§ Available records
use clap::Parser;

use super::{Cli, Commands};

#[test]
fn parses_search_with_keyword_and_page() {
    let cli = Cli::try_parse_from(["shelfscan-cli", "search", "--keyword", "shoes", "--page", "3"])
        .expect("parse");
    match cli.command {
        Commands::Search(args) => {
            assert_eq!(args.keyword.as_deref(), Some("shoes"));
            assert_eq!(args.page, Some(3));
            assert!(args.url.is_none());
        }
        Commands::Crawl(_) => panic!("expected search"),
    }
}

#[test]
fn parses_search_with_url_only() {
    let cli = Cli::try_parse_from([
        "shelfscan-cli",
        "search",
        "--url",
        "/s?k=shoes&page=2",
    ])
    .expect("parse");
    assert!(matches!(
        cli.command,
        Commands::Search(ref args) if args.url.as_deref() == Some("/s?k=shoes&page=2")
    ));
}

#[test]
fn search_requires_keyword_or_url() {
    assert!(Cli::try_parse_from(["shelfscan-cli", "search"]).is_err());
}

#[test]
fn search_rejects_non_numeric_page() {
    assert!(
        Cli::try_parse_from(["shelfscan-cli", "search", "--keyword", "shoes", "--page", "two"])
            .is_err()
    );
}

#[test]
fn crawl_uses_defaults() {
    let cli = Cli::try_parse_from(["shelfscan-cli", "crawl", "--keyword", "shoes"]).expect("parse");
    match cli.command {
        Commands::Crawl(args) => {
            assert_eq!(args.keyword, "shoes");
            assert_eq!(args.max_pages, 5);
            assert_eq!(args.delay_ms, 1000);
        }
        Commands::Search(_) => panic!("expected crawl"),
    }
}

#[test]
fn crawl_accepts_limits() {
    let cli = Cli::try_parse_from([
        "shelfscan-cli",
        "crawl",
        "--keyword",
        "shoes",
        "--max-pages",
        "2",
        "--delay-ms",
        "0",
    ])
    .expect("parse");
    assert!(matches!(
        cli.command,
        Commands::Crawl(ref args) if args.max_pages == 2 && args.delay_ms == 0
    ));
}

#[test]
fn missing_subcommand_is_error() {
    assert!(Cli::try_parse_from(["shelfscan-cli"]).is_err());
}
---
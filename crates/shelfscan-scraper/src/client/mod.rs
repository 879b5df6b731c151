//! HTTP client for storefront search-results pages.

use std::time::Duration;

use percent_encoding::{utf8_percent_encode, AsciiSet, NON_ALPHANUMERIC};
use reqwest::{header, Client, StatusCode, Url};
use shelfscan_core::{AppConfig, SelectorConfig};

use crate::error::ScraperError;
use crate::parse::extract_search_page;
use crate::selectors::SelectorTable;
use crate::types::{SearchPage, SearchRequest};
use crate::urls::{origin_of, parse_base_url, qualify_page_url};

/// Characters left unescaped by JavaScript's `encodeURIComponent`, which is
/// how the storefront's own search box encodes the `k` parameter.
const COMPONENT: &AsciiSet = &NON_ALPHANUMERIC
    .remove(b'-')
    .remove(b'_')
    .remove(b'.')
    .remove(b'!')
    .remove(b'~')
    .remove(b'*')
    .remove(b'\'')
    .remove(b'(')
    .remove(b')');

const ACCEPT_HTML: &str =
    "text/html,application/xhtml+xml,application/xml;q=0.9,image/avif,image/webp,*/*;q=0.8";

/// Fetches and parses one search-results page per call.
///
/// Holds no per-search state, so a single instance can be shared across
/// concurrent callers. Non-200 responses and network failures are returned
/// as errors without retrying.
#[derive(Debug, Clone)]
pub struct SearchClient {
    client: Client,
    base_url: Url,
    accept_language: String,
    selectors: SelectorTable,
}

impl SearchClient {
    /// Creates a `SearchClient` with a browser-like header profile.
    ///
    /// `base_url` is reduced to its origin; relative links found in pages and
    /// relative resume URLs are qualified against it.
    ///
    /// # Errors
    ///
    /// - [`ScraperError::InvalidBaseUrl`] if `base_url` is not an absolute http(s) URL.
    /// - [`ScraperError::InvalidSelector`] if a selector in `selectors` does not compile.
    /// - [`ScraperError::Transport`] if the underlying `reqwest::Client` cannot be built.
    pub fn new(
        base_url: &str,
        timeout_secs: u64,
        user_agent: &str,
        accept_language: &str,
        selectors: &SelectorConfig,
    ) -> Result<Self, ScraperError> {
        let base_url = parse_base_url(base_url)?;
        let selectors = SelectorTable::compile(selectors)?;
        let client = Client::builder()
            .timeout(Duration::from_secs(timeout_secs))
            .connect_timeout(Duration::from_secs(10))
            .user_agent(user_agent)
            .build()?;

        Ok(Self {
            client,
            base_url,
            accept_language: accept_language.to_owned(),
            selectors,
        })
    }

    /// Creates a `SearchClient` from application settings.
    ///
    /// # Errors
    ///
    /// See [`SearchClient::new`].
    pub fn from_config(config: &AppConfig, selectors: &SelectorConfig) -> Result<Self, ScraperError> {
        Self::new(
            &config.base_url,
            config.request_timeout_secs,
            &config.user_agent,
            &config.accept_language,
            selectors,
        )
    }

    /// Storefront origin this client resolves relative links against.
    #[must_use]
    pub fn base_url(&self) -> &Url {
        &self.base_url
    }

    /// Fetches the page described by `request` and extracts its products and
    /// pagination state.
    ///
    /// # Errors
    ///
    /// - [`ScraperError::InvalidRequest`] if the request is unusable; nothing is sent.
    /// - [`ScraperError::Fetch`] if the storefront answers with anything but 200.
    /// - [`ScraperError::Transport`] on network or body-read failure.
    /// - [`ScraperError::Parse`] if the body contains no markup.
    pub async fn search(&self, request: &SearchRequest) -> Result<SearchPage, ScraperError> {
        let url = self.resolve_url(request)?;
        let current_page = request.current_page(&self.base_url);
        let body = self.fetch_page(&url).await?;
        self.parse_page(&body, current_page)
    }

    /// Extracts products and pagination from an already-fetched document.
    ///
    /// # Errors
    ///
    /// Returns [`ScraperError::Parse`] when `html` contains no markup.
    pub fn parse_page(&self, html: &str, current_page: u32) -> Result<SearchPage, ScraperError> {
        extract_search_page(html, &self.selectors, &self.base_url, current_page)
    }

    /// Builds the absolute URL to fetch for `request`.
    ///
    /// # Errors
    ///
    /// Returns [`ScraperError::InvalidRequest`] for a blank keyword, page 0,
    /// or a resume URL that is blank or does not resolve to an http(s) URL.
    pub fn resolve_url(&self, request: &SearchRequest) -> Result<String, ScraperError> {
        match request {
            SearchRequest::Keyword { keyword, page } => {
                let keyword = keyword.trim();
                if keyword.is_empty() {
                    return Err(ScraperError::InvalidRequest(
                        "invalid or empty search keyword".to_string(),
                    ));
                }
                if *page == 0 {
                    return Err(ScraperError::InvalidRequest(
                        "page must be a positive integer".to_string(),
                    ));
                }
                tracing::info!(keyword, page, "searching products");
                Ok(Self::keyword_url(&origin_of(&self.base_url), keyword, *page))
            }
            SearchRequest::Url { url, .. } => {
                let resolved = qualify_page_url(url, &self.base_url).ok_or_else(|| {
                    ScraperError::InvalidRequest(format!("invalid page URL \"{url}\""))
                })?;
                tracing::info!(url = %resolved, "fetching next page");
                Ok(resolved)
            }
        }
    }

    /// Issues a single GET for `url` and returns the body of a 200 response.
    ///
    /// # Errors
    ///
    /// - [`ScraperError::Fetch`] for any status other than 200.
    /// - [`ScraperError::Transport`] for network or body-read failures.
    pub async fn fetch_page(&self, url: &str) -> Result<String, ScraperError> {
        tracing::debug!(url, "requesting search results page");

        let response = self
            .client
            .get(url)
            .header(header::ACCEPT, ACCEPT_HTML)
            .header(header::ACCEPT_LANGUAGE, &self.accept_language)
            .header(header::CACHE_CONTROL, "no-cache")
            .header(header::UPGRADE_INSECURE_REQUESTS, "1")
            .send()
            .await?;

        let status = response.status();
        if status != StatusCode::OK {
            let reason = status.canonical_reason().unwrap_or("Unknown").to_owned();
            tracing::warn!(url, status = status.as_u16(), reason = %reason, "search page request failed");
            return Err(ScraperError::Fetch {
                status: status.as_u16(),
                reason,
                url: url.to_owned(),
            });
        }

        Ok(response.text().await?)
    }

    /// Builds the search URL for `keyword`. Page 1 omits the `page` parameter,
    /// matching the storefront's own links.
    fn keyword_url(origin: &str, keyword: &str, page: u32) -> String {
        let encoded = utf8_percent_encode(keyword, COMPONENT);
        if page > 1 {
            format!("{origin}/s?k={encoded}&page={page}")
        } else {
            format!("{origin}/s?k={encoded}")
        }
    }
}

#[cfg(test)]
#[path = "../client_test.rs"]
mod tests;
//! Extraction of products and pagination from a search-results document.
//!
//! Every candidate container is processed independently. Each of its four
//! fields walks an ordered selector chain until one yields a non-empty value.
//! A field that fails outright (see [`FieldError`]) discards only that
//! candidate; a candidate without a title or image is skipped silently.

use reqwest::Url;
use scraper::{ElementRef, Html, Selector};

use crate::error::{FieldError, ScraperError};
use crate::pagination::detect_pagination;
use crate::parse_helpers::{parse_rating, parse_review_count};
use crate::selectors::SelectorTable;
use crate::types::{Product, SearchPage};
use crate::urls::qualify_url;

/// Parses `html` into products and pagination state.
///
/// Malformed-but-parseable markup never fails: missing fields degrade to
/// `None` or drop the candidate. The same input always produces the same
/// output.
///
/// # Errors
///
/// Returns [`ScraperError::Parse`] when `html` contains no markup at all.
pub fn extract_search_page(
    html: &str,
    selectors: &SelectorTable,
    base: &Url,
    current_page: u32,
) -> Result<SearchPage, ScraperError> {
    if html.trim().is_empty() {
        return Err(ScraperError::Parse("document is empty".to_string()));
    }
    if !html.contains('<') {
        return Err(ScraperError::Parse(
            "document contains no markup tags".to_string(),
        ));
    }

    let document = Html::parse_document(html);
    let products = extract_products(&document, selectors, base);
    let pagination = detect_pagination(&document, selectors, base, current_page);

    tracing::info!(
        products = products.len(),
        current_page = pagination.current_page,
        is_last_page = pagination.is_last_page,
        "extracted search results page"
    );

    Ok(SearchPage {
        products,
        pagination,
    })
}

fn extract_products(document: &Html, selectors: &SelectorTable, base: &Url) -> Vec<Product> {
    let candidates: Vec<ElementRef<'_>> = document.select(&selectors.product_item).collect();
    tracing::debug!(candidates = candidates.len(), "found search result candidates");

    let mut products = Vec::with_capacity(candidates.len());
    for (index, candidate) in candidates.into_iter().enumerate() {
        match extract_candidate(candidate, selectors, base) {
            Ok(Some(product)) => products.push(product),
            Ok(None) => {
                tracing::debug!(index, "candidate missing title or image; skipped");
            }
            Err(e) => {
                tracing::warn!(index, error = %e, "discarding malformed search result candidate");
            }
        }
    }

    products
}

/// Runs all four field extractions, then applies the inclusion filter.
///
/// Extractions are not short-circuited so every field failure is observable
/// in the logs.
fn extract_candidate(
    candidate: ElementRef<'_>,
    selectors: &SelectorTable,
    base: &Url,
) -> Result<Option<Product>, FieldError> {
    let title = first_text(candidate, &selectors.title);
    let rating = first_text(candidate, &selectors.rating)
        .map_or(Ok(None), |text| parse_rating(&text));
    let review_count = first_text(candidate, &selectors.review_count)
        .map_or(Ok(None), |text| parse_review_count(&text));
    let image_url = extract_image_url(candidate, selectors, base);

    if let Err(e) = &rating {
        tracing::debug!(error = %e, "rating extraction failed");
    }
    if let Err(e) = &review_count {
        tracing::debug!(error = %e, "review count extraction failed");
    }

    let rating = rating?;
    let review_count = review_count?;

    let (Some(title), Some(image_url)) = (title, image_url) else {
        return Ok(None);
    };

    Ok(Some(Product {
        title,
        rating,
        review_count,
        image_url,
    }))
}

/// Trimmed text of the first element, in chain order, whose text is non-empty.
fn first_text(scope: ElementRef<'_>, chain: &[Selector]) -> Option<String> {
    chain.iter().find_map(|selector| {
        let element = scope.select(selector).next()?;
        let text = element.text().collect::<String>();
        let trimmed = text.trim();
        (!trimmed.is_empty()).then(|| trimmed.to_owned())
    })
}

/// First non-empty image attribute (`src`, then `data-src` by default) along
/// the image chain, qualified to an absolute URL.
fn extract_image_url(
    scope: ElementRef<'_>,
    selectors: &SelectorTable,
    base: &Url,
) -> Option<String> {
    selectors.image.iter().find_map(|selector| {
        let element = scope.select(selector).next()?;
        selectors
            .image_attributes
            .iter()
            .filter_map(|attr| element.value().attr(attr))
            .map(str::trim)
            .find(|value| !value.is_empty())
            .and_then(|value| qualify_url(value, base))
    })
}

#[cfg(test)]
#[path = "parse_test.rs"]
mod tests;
...
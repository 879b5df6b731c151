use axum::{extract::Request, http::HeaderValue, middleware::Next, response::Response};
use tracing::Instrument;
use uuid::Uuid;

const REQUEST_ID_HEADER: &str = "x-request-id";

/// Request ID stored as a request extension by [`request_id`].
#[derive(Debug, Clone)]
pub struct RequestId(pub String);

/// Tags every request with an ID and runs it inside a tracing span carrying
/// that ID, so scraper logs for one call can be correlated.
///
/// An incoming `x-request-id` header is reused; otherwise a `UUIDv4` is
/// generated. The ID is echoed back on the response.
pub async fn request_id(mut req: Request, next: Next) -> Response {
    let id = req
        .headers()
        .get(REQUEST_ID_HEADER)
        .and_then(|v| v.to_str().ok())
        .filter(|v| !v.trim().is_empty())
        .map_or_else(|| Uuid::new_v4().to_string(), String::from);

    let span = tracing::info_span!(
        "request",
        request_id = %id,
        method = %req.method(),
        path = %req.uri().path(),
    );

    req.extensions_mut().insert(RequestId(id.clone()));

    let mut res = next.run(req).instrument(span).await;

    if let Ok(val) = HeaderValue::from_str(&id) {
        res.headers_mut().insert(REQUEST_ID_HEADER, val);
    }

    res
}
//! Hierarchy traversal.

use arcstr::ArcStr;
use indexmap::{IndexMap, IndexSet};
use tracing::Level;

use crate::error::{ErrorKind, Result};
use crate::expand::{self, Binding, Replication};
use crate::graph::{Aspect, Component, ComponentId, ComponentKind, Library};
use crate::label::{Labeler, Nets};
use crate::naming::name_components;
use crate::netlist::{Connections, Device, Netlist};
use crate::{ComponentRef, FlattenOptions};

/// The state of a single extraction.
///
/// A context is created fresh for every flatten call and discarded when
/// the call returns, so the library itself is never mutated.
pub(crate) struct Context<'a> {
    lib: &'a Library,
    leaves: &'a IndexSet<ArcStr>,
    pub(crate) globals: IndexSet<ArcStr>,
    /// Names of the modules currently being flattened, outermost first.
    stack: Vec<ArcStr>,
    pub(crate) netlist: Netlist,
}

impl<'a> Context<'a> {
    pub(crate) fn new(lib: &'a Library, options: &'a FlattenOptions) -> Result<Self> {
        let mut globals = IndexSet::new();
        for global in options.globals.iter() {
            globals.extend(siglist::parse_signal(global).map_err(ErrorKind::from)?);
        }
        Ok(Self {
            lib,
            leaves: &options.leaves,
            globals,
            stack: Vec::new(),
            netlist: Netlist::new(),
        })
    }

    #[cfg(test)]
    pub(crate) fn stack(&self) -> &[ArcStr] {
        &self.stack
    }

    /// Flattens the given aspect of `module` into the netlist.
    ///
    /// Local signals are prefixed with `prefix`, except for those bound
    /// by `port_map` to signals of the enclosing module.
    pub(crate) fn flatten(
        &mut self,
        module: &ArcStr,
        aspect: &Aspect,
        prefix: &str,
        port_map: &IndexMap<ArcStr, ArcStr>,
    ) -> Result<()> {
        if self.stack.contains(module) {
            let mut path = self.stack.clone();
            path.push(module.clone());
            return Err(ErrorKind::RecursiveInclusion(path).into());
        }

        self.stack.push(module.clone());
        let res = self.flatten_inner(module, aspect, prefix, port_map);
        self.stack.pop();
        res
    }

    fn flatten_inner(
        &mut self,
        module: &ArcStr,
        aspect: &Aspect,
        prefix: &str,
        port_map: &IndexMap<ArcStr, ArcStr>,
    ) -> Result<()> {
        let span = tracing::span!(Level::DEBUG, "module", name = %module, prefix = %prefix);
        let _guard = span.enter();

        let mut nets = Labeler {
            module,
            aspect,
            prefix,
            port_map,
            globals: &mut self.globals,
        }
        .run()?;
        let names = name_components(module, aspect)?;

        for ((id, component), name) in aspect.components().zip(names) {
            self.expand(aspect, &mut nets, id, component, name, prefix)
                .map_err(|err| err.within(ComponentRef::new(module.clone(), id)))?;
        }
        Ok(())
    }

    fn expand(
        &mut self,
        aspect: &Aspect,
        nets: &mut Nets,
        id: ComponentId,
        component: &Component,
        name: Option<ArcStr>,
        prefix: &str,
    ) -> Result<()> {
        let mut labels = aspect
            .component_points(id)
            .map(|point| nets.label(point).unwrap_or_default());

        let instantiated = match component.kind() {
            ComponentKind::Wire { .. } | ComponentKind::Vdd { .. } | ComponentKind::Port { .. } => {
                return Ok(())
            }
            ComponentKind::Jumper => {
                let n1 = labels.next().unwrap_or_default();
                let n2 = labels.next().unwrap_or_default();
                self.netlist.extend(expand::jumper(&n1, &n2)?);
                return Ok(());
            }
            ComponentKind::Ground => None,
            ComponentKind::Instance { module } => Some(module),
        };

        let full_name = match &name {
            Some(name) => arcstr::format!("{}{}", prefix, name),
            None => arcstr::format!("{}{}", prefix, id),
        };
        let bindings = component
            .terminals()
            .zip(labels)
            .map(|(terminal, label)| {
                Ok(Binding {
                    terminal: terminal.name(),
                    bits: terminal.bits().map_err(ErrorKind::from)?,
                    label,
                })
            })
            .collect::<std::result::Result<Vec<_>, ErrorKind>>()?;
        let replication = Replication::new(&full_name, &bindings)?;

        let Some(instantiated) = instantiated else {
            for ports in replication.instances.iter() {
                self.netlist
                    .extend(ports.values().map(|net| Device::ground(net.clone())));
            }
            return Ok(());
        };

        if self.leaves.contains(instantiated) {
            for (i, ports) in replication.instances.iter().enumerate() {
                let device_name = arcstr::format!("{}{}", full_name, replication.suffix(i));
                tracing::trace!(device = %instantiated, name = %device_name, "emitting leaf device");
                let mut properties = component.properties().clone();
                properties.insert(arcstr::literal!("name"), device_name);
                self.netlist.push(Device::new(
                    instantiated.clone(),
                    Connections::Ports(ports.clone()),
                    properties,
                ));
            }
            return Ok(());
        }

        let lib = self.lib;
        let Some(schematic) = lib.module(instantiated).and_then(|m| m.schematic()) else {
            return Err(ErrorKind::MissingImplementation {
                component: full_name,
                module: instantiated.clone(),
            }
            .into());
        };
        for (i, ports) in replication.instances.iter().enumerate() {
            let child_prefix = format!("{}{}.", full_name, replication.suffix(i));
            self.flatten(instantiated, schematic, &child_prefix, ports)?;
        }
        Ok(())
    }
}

§ Task objective
With the first line being the one containing "use clap::Parser;" and the last line the one containing "assert_eq!(args.page, Some(3));", transcribe exactly the lines above that fall in that range.

§ Answer below
use clap::Parser;

use super::{Cli, Commands};

#[test]
fn parses_search_with_keyword_and_page() {
    let cli = Cli::try_parse_from(["shelfscan-cli", "search", "--keyword", "shoes", "--page", "3"])
        .expect("parse");
    match cli.command {
        Commands::Search(args) => {
            assert_eq!(args.keyword.as_deref(), Some("shoes"));
            assert_eq!(args.page, Some(3));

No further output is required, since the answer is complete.